Aim of the task: Repeat only the lines below from the one containing "cursor.remove().await.map_err(|e| e.to_string())?;" through the one containing "const DEFAULT_LIMIT: usize = 100;", inclusive, exactly as written.

Material for the task:
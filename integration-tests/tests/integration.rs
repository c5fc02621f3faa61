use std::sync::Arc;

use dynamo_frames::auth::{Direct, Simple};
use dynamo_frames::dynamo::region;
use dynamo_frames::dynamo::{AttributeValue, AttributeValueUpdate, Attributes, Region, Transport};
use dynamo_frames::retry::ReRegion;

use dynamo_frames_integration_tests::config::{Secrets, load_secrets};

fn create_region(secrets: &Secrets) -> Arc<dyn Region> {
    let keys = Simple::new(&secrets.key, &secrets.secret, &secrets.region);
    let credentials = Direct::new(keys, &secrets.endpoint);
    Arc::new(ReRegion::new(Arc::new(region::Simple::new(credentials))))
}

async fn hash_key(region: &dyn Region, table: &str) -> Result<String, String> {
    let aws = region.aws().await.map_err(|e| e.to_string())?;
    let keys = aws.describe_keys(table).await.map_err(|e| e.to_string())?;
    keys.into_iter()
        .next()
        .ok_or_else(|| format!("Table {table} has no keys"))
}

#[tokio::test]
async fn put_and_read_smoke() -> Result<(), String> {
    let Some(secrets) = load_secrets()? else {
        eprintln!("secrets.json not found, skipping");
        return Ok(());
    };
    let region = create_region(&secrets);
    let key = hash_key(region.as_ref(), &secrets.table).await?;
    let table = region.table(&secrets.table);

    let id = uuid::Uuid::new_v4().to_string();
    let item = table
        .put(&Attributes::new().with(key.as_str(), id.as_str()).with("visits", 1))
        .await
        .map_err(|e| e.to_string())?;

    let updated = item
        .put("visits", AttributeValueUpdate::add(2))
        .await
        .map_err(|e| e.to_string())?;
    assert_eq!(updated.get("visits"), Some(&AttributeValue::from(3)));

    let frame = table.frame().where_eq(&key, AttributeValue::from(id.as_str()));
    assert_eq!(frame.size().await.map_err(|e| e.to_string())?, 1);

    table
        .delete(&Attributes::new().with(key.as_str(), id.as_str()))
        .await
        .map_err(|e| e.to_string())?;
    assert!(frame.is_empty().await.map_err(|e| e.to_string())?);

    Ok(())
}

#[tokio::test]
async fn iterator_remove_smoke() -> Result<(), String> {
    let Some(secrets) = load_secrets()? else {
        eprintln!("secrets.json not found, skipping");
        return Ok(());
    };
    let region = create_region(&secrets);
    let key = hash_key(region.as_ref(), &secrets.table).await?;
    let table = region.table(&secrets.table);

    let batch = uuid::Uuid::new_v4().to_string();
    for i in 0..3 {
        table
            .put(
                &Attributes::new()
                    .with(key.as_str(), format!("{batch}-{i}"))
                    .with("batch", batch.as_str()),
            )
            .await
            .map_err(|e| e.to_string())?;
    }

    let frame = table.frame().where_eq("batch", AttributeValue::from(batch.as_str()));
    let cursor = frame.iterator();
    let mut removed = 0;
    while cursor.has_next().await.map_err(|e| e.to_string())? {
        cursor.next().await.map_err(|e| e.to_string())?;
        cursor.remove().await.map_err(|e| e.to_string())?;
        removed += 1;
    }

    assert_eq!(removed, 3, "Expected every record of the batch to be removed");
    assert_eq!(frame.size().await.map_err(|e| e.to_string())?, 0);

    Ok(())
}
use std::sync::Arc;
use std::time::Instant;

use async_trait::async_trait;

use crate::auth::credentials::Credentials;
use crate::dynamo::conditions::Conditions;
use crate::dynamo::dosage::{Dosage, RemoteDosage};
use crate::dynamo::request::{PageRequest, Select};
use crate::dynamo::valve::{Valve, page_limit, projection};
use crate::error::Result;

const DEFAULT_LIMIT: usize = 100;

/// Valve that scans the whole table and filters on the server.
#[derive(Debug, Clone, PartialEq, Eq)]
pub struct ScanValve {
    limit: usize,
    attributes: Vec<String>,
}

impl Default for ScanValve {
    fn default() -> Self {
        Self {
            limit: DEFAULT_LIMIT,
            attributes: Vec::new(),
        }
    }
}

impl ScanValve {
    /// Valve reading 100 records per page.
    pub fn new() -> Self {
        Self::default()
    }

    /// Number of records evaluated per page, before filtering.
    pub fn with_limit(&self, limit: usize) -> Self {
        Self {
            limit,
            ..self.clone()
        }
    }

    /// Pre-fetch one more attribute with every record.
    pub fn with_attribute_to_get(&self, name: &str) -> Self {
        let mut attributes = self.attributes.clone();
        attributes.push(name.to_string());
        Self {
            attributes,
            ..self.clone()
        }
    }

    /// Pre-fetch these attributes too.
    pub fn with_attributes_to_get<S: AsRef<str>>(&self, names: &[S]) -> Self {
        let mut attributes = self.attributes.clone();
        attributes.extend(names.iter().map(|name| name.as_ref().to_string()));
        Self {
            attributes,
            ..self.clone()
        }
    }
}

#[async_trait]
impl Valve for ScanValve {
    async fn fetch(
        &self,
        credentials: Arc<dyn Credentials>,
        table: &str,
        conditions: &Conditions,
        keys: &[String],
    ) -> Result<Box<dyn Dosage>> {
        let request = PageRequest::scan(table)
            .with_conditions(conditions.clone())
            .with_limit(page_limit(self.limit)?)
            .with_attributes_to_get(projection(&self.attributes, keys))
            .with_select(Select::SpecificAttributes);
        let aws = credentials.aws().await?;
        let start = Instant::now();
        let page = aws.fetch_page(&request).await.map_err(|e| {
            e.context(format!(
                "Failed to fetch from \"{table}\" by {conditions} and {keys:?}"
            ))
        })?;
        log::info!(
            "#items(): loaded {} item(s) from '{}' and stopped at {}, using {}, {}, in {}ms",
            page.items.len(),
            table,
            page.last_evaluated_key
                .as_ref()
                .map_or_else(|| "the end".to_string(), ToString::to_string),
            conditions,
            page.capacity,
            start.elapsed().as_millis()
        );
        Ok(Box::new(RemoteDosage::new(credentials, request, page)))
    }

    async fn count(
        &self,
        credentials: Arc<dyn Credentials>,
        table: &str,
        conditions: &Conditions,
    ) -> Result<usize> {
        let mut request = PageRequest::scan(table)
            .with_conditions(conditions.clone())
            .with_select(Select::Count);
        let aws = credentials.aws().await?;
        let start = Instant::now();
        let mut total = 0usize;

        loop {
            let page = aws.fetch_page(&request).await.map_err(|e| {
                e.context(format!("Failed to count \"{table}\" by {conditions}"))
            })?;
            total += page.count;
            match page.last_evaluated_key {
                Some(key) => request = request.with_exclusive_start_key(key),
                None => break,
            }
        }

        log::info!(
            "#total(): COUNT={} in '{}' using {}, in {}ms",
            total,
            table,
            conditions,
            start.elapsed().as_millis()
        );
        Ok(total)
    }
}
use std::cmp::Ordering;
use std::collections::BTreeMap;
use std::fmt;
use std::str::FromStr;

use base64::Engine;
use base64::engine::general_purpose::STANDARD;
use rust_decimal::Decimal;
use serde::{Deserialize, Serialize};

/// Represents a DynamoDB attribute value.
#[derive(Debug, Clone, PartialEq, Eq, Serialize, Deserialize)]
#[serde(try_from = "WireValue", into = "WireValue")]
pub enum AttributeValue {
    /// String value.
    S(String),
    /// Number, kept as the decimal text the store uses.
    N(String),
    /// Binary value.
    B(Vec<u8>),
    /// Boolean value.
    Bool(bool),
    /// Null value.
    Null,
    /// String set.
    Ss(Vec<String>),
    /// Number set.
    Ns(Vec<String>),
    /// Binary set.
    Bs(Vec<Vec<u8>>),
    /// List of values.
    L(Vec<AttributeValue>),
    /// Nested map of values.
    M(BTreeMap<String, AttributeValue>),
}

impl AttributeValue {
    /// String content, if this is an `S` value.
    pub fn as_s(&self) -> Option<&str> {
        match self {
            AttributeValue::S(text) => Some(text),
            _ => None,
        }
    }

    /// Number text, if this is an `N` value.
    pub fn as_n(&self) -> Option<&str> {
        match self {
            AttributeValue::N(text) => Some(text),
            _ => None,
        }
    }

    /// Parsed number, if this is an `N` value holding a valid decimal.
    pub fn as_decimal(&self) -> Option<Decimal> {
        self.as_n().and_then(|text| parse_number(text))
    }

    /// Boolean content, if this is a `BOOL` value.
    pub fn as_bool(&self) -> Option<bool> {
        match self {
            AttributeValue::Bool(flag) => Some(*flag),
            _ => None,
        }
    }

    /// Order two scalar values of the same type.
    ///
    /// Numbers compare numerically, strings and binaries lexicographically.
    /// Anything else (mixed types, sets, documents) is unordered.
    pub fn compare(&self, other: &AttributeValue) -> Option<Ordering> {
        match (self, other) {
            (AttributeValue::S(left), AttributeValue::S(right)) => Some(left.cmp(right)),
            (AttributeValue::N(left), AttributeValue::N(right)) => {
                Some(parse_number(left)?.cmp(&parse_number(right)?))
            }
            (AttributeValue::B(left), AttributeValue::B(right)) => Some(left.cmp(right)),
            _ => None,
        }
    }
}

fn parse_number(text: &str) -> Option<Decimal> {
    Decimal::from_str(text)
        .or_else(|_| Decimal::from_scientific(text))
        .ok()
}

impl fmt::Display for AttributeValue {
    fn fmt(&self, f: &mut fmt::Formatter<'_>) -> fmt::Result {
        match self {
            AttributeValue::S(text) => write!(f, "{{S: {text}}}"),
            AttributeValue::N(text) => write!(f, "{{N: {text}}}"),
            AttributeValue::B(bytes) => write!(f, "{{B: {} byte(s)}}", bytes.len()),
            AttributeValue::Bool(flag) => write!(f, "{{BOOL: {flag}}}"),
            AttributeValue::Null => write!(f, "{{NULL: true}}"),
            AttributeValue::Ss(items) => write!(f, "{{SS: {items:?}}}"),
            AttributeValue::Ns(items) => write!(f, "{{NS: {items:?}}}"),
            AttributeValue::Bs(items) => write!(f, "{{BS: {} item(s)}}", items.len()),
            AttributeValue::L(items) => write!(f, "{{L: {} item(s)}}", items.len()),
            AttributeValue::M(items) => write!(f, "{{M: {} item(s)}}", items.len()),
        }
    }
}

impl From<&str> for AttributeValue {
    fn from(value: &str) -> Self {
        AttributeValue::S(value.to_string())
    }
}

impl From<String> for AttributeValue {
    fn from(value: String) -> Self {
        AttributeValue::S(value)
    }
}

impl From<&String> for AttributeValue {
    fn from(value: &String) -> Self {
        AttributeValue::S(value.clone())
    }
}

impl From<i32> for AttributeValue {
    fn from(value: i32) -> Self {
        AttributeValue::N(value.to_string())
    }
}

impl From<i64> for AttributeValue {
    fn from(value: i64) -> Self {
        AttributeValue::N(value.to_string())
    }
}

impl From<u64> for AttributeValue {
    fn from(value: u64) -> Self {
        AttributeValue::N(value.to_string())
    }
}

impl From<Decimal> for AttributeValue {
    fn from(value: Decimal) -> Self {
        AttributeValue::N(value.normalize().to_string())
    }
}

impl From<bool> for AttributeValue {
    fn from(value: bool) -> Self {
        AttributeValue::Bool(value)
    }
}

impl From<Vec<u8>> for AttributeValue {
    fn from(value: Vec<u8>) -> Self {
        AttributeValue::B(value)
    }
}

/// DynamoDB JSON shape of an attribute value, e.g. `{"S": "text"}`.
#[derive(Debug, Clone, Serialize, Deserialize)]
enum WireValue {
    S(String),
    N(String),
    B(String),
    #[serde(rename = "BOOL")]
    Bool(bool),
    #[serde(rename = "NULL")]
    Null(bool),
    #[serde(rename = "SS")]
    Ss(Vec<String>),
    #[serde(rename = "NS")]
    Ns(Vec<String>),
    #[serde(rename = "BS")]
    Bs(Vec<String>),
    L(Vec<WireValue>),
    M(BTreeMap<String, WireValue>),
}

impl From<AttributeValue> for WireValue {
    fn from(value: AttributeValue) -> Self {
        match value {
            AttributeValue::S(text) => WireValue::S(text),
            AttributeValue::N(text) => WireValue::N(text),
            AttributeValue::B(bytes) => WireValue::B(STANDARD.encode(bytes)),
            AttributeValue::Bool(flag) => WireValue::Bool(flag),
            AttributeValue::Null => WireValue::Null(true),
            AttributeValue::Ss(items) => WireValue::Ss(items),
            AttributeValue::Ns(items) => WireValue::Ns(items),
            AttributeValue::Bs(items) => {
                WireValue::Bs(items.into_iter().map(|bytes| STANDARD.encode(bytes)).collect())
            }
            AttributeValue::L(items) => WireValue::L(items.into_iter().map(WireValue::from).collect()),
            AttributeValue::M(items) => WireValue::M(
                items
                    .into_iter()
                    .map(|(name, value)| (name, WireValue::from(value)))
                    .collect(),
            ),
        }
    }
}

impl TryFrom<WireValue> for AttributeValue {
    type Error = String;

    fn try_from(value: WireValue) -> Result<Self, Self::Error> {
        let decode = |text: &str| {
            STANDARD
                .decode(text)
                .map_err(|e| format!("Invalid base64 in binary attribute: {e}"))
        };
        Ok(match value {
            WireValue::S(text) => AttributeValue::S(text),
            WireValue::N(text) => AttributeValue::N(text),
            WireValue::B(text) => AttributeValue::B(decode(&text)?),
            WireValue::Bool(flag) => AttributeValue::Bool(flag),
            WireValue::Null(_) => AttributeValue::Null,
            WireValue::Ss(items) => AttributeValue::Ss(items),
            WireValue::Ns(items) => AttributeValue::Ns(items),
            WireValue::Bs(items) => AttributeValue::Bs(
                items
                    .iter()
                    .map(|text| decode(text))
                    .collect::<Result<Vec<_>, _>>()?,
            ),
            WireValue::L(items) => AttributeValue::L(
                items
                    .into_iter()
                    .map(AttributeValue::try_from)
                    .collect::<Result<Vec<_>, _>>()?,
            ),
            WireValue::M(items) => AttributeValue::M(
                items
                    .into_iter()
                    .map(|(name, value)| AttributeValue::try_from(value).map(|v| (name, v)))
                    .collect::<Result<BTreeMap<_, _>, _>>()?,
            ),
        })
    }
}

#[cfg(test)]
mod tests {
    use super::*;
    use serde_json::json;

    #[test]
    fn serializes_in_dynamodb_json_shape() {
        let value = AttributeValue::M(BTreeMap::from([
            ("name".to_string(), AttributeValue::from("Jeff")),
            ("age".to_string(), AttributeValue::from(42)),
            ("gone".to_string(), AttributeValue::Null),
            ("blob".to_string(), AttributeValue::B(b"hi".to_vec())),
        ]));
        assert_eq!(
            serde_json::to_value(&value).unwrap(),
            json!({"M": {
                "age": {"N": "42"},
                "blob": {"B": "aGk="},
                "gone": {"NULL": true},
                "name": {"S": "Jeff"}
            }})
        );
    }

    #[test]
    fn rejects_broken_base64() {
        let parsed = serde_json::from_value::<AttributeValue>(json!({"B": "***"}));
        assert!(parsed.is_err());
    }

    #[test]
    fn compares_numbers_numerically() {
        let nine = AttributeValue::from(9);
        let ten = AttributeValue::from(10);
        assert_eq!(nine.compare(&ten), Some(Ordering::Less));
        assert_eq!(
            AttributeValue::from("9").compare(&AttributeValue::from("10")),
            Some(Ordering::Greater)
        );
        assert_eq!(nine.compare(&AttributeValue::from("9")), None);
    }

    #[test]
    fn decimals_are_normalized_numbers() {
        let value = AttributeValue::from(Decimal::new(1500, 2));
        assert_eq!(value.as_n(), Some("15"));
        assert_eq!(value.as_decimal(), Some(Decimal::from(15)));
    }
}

Result of the exercise:
        cursor.remove().await.map_err(|e| e.to_string())?;
        removed += 1;
    }

    assert_eq!(removed, 3, "Expected every record of the batch to be removed");
    assert_eq!(frame.size().await.map_err(|e| e.to_string())?, 0);

    Ok(())
}
use std::sync::Arc;
use std::time::Instant;

use async_trait::async_trait;

use crate::auth::credentials::Credentials;
use crate::dynamo::conditions::Conditions;
use crate::dynamo::dosage::{Dosage, RemoteDosage};
use crate::dynamo::request::{PageRequest, Select};
use crate::dynamo::valve::{Valve, page_limit, projection};
use crate::error::Result;

const DEFAULT_LIMIT: usize = 100;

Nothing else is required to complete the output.